しかし、基本的には私の中に有って未整理なままであったものを形にしてくれて居るように感じます。

 彼の言う第3・第4の波と、第5の波は懸け離れた概念というか寧ろ対抗する概念であり、それは現在でも私たちの身の回りに同時に存在しています。ただ第5の波「博愛」は希少と成って来ています、特に小泉・竹中政策のプロパガンダが日本国民の価値感を非博愛に染めてしまいました。
唯、何度も強調してきた様にその小泉・竹中政策が目的とした富裕層への更なる富の集約は、その富の生産者をどんどん排除していく道に成るのです。
所得した貨幣を不動蓄積すればその分だけ消費は減少します、次期の生産は縮小せざるを得ないのです、それは「生産者=消費者」を市場から排除する事なのです。大失業時代はこうして作り出されるのです。

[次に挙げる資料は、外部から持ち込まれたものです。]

//! webpilot - HTTP server entry point.

use std::sync::Arc;

use webpilot::driver::DisconnectedRuntime;
use webpilot::{api, logging, Config};

#[tokio::main]
async fn main() -> anyhow::Result<()> {
    let config = Config::from_env()?;
    let _log_guard = logging::init(&config);

    tracing::info!(
        "Loaded configuration: listening on {}:{}, downloads at {}",
        config.host,
        config.port,
        config.downloads_dir.display()
    );

    // Deployments link a concrete browser backend here; without one the
    // service still serves health/providers/cancel and rejects executions.
    let runtime = Arc::new(DisconnectedRuntime);

    api::serve(config, runtime).await?;

    Ok(())
}
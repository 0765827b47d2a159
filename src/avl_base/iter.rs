use super::{
    avl_traits::AvlParams,
    node::{AvlNode, Link},
};

/// In-order iterator over a tree, yielding entries in increasing key order.
///
/// Keeps the chain of not-yet-visited ancestors on an explicit stack; the
/// stack never grows past the tree height.
pub struct AvlIterator<'a, T: AvlParams> {
    stack: Vec<&'a AvlNode<T>>,
}

impl<'a, T: AvlParams> AvlIterator<'a, T> {
    pub(crate) fn new(root: &'a Link<T>, height: u16) -> Self {
        let mut it = Self {
            stack: Vec::with_capacity(height as usize),
        };
        it.push_left_spine(root);
        it
    }

    fn push_left_spine(&mut self, mut link: &'a Link<T>) {
        while let Some(node) = link {
            self.stack.push(node);
            link = &node.left;
        }
    }
}

impl<'a, T: AvlParams> Iterator for AvlIterator<'a, T> {
    type Item = (&'a T::KeyType, &'a T::ValueType);

    fn next(&mut self) -> Option<Self::Item> {
        let node = self.stack.pop()?;
        self.push_left_spine(&node.right);
        Some((&node.key, &node.value))
    }
}

/// Reverse-in-order counterpart of [`AvlIterator`], yielding entries in
/// decreasing key order.
pub struct AvlReverseIterator<'a, T: AvlParams> {
    stack: Vec<&'a AvlNode<T>>,
}

impl<'a, T: AvlParams> AvlReverseIterator<'a, T> {
    pub(crate) fn new(root: &'a Link<T>, height: u16) -> Self {
        let mut it = Self {
            stack: Vec::with_capacity(height as usize),
        };
        it.push_right_spine(root);
        it
    }

    fn push_right_spine(&mut self, mut link: &'a Link<T>) {
        while let Some(node) = link {
            self.stack.push(node);
            link = &node.right;
        }
    }
}

impl<'a, T: AvlParams> Iterator for AvlReverseIterator<'a, T> {
    type Item = (&'a T::KeyType, &'a T::ValueType);

    fn next(&mut self) -> Option<Self::Item> {
        let node = self.stack.pop()?;
        self.push_right_spine(&node.left);
        Some((&node.key, &node.value))
    }
}
pub mod avl;
pub mod avl_traits;
mod deletion;
pub mod iter;
mod node;
pub mod tree_stats;

use self::{
    avl::AvlTree,
    avl_traits::{KeyComparator, _AvlTree},
};
use std::{fmt::Debug, marker::PhantomData};

#[derive(Clone, Debug)]
pub struct DefaultKeyComparator<T> {
    _t: PhantomData<T>,
}
impl<T> KeyComparator<T> for DefaultKeyComparator<T>
where
    T: Ord + Clone + Debug,
{
    fn new() -> Self {
        Self { _t: PhantomData }
    }
    fn less(&self, lhs: &T, rhs: &T) -> bool {
        lhs < rhs
    }
}

pub type DefaultAvlConfig<K, V> = _AvlTree<K, V, DefaultKeyComparator<K>>;
pub type DefaultAvlTree<K, V> = AvlTree<DefaultAvlConfig<K, V>>;

#[cfg(test)]
#[test]
fn test_default_key_comparator() {
    let cmp = DefaultKeyComparator::<u64>::new();
    assert!(cmp.less(&1, &2));
    assert!(!cmp.less(&2, &1));
    assert!(!cmp.less(&2, &2));
}
/// Rotations
impl<T: AvlParams> AvlTree<T> {
    /// Restore the balance invariant at `link` after one child subtree
    /// changed height. At most one single or double rotation is needed.
    fn rebalance(&mut self, link: &mut Link<T>) {
        let mut node = match link.take() {
            Some(node) => node,
            None => return,
        };

        let balance = node.balance_factor();
        if (-1..=1).contains(&balance) {
            *link = Some(node);
            return;
        }

        if balance > 1 {
            let left = node.left.take().expect("left-heavy node has a left child");
            if left.balance_factor() < 0 {
                log::debug!("AvlTree::rebalance left-right at key {:?}", node.key);
                node.left = Some(Self::rotate_left(left));
                self.stats_.double_rotations += 1;
            } else {
                log::debug!("AvlTree::rebalance left-left at key {:?}", node.key);
                node.left = Some(left);
                self.stats_.single_rotations += 1;
            }
            *link = Some(Self::rotate_right(node));
        } else {
            let right = node
                .right
                .take()
                .expect("right-heavy node has a right child");
            if right.balance_factor() > 0 {
                log::debug!("AvlTree::rebalance right-left at key {:?}", node.key);
                node.right = Some(Self::rotate_right(right));
                self.stats_.double_rotations += 1;
            } else {
                log::debug!("AvlTree::rebalance right-right at key {:?}", node.key);
                node.right = Some(right);
                self.stats_.single_rotations += 1;
            }
            *link = Some(Self::rotate_left(node));
        }
    }

    /// Rotate the subtree left around its right child, recaching heights
    /// bottom-up. Keeps the in-order sequence intact.
    fn rotate_left(mut node: Box<AvlNode<T>>) -> Box<AvlNode<T>> {
        let mut pivot = node.right.take().expect("rotate_left needs a right child");
        node.right = pivot.left.take();
        node.update_height();
        pivot.left = Some(node);
        pivot.update_height();
        pivot
    }

    /// Mirror image of rotate_left.
    fn rotate_right(mut node: Box<AvlNode<T>>) -> Box<AvlNode<T>> {
        let mut pivot = node.left.take().expect("rotate_right needs a left child");
        node.left = pivot.right.take();
        node.update_height();
        pivot.right = Some(node);
        pivot.update_height();
        pivot
    }
}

 富裕層とは自らの手で富を生産する事は有りません、彼らの要求は「濡れ手に粟」を求めるもので手を汚し汗を流して富を生産する事など持っての外なのです。自分で一人で作りだす富など知れたものです数億単位です、彼らの求める収益は数千億数兆単位なのですから桁が違います。その要求を満たすには「収奪」或いは「寄生」するしかない事は明らかです。

 このインタビューを聞く限りジャック・アタリは「博愛」は自然発生的に人々に広がる、それを教育により助長できる、としている様ですがこの点も今一つすっきりしません。「博愛」は殆どの宗教にあり大昔から説かれてきたものです、特に過去の日本に於いては仏教思想と共に数世紀に亘って受け継がれて来た筈です、所が今日の日本に於いては小泉・竹中政策の幼稚なプロパガンダによってたった数年で意図も簡単に破壊されてしまいました。

 「博愛」に対抗するのは「過度の自己愛、或いは貪欲」でしょうか、これはいつの時代もせめぎ合って来た概念です、そして世界的・社会的厄災は「貪欲」が蔓延った時に惹き起こされて来たのです。
唯、昭和の前半までは国境がバリアと成り多くの厄災は1国内に止まり世界的に広がる事は多くは有りませんでした、例外は二つの大戦と恐慌が一つでしょうか。しかしIT・インターネットにより強化されたグローバリズムの齎らされた今後は、これまでとは違い頻繁に引き起こされる可能性が高いと感じています、経済では世界的に戦争としては局部的に。
この点でもアタリ氏に近いものを感じています。

 近い将来の「資源的制約に拠る経済停滞」は避けようが有りません、その中で「貪欲の蔓延り」が起きたとしたら今は想像すら出来ないほど悲惨な事になるでしょう。

 成るだけ早く彼の著作を熟読してみたいと考えています。